(Stored data entries)
----

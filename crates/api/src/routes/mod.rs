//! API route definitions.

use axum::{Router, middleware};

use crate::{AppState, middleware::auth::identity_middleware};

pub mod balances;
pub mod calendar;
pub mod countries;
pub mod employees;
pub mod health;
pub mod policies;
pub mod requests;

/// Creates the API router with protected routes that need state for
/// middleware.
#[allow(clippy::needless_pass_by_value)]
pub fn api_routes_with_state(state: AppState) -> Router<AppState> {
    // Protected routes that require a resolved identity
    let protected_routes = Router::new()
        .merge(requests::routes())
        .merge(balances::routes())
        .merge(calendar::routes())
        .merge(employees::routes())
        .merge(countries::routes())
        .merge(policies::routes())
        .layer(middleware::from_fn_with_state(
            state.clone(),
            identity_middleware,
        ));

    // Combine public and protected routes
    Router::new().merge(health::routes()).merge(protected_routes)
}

----

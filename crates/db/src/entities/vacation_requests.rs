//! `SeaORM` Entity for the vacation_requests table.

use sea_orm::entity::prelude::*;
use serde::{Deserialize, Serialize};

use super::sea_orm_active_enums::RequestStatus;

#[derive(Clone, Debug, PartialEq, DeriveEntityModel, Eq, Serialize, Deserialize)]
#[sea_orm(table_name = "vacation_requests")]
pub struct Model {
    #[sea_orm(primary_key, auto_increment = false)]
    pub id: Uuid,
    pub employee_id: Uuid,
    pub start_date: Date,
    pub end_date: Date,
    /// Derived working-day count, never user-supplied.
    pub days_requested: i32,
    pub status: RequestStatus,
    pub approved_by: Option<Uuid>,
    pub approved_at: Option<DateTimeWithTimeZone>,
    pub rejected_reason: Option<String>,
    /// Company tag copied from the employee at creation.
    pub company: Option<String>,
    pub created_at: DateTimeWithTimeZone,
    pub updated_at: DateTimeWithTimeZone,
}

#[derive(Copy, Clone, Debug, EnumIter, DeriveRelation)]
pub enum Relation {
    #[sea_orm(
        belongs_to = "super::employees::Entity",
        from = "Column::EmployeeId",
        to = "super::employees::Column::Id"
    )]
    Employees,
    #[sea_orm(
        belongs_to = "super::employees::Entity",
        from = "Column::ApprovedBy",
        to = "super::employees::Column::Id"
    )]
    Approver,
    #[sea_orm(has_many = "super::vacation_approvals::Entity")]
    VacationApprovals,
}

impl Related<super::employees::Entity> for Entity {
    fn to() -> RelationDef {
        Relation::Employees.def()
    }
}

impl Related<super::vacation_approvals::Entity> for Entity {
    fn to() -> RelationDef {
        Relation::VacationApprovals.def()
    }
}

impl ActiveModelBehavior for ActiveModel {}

----

**Work order**
Copy every line from the records that holds the string "Deserialize".

**Response below**
use serde::{Deserialize, Serialize};
#[derive(Clone, Debug, PartialEq, DeriveEntityModel, Eq, Serialize, Deserialize)]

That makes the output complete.